= Collected data entries =
use log::{debug, info, warn};

use crate::error::{Error, Result};
use crate::model::common::{Ballot, Candidate, CandidateId, Voter, VoterId};
use crate::store::{StoreError, VotingStore};

/// Voter login, eligibility and ballot casting over a [`VotingStore`].
///
/// Holds no state of its own: every call reads the store of record.
pub struct VotingService<'s, S: ?Sized> {
    store: &'s S,
}

impl<'s, S> VotingService<'s, S>
where
    S: VotingStore + ?Sized,
{
    pub fn new(store: &'s S) -> Self {
        Self { store }
    }

    /// Resolve a login identifier to its voter. Nothing is mutated.
    pub async fn login(&self, login_id: &str) -> Result<Voter> {
        let login_id = login_id.trim();
        if login_id.is_empty() {
            return Err(Error::invalid_input("Login ID must not be empty"));
        }
        match self.store.find_voter_by_login_id(login_id).await? {
            Some(voter) => {
                info!("Voter {} logged in", voter.id);
                Ok(voter)
            }
            None => {
                warn!("Login attempt with unknown ID '{login_id}'");
                Err(Error::not_found(format!("Voter with login ID '{login_id}'")))
            }
        }
    }

    /// Fresh copy of a voter from the store.
    pub async fn voter(&self, voter_id: &VoterId) -> Result<Voter> {
        self.store
            .find_voter(voter_id)
            .await?
            .ok_or_else(|| Error::not_found(format!("Voter '{voter_id}'")))
    }

    /// Cast the voter's single ballot, returning it with the chosen candidate.
    ///
    /// Eligibility is decided by the voter's has-voted flag alone. No ballot
    /// is written unless the voter exists, is eligible, and the candidate is
    /// in the catalog.
    pub async fn cast_vote(
        &self,
        voter_id: &VoterId,
        candidate_id: &CandidateId,
    ) -> Result<(Ballot, Candidate)> {
        if voter_id.is_blank() {
            return Err(Error::invalid_input("Voter ID must not be empty"));
        }
        if candidate_id.is_blank() {
            return Err(Error::invalid_input("Candidate ID must not be empty"));
        }

        // Verify.
        let voter = self.voter(voter_id).await?;

        // Check eligibility.
        if voter.has_voted {
            warn!("Voter {voter_id} tried to vote again");
            return Err(Error::AlreadyVoted(format!("Voter '{voter_id}'")));
        }

        // Check the choice.
        let candidate = self
            .store
            .find_candidate(candidate_id)
            .await?
            .ok_or_else(|| Error::not_found(format!("Candidate '{candidate_id}'")))?;

        // Record and finalize.
        let ballot = match self.store.record_vote(voter_id, candidate_id).await {
            Ok(ballot) => ballot,
            Err(StoreError::Duplicate(msg)) => {
                warn!("Store rejected a second ballot for voter {voter_id}");
                return Err(Error::AlreadyVoted(msg));
            }
            Err(e) => return Err(e.into()),
        };

        info!(
            "Accepted ballot {} from voter {voter_id} for {candidate_id}",
            ballot.id
        );
        Ok((ballot, candidate))
    }

    /// The voter's recorded ballot together with the chosen candidate.
    ///
    /// `None` if the voter has no ballot, or the candidate has since left the
    /// catalog.
    pub async fn voter_ballot(&self, voter_id: &VoterId) -> Result<Option<(Ballot, Candidate)>> {
        let Some(ballot) = self
            .store
            .list_ballots_by_voter(voter_id)
            .await?
            .into_iter()
            .next()
        else {
            debug!("Voter {voter_id} has no ballot on record");
            return Ok(None);
        };
        let candidate = self.store.find_candidate(&ballot.candidate_id).await?;
        Ok(candidate.map(|candidate| (ballot, candidate)))
    }
}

= Aim of the exercise =
Please give the number of lines above that include the string "await", with nothing added.

= Answer for the task =
7